Life Extension Magazine®

Issue: Sep 2001

Q & A

Adjuvant therapies for epilepsy, addressing iron overload and more.

Scientifically reviewed by: Dr. Gary Gonzalez, MD, on January 2021.


Q: I have had epilepsy since I was 11 years old. It was under control with Dilantin until a few years ago. That was when I turned 40. I am now on Keppra and it doesn't seem to be helping either. I've only had one seizure while on it but I want zero for a score. My doctor wants to put me on Lamictal. I've read about the side effects and don't want to take it. Do you believe my condition can be kept in check with the intake of vitamins alone? I don't mind taking the Keppra at the moment but I would like to explore other alternatives that may decrease the seizure activity. I have a call out to my M.D. but I wanted to get some additional information.

A: While no evidence exists that epilepsy can be completely controlled with supplements, there are studies that indicate taurine and melatonin might offer some benefits. Taurine, a sulphur based amino acid, is one of the most abundant amino acids found in the body and is found throughout the excitable tissues of the central nervous system. According to theAlternative Medicine Review 1998; Apr; 3(2): 128-36, taurine has been used with varying degrees of success in the treatment of epilepsy and other seizure disorders.

Also, in theJournal of Neurology 2000; 55:1746-1748, there was a study that suggests that low melatonin levels are associated with uncontrollable seizures. Even though the journal emphasizes that the evidence is only preliminary at this time, it may be wise to begin taking a small dose of melatonin. As a side benefit, melatonin intake has been associated with generating anti-aging effects. Despite these promising studies, it is not advisable to discontinue or reduce your medication without consulting with your physician.

Q: Recently I was told that I may have been subjected to iron overload, and I must give up iron and vitamin C over 100 milligrams. I was told that my daily all-purpose vitamin should not contain iron. I have been taking vitamin C, 2 to 6 grams daily for 30 years. How could this enhance my possibility of iron overload? Are there any potential side effects or difficulties associated with such a drastic reduction? I am 86 years old.

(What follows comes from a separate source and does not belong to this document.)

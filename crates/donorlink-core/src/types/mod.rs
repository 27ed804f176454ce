//! Core type definitions used across the DonorLink workspace.

pub mod id;

pub use id::*;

A: Vitamin C taken with iron containing foods can increase the absorption of iron from the digestive tract into the bloodstream. However, according to published findings in the Journal of Biological Chemistry (USA) 1997, 272/25 (15656-15660), vitamin C acts as a potent antioxidant against lipid peroxidation in iron overloaded plasma. Therefore, hemochromatosis patients should take one 500 mg buffered vitamin C capsule three times a day, between meals, not with meals. Green tea extract is a potent antioxidant that helps remove excess iron from the liver. The Foundation has documented the effects of green tea extract and other supplements that could help with iron overload in the Hemochromatosis protocol. This protocol may be accessed from The Foundation's web site at In reference to your concern about vitamin C reduction and side effects, reducing your initial dose of 2 to 6 grams to 1.5 grams, as recommended above, should not be a problem.


Q: I would like to give Adapton to my 11-year-old son to help alleviate his ADHD and general anxiety disorder. Is it all right to give it to him along with 5 mg of Buspar that he is currently taking, or do I need to decrease the dosage?

A: Adapton contains a class of polypepetides that act as precursors to endorphins and other neurotransmitters. These neurotransmitters exert a regulatory effect on the nervous system, which helps one adapt to mentally and physically stressful conditions. Adapton can be safely taken with other antidepressant drugs such as Buspar, Prozac and Paxil. As always, we recommend that you notify your son's doctor as to any adjuvant therapies or supplements he may take.

Q: I am currently taking methylcobalamin. My concern is the bright pink color, which tastes very fake. What is it, and what are the side effects of this dye?

A: Certain vitamins in their raw state naturally have different colors. For example, B-complex vitamins are generally yellow. The methylcobalamin is a special form of B12, which tends to have a pinkish, reddish color. To follow is an explanation from the chemist and product developer: "The red color stems from the structure of the molecule that comprises conjugated double bonds, which induce a transmission of daylight in the red wavelengths." As far as the ingredients, they are sorbitol, mannitol, vanilla flavor, magnesium stearate, croscarmellose sodium, cellulose and silica. The first three ingredients are sweeteners-flavoring ingredients. The others are binders to keep the tablets from falling apart when exposed to oxygen.

Q: I have been taking melatonin for about five years. Do you have an update on its side effects?

A: The Foundation has been writing about melatonin, especially for cancer prevention, since 1992. A recent review of studies on the use of melatonin showed no toxic side effects in long-term use.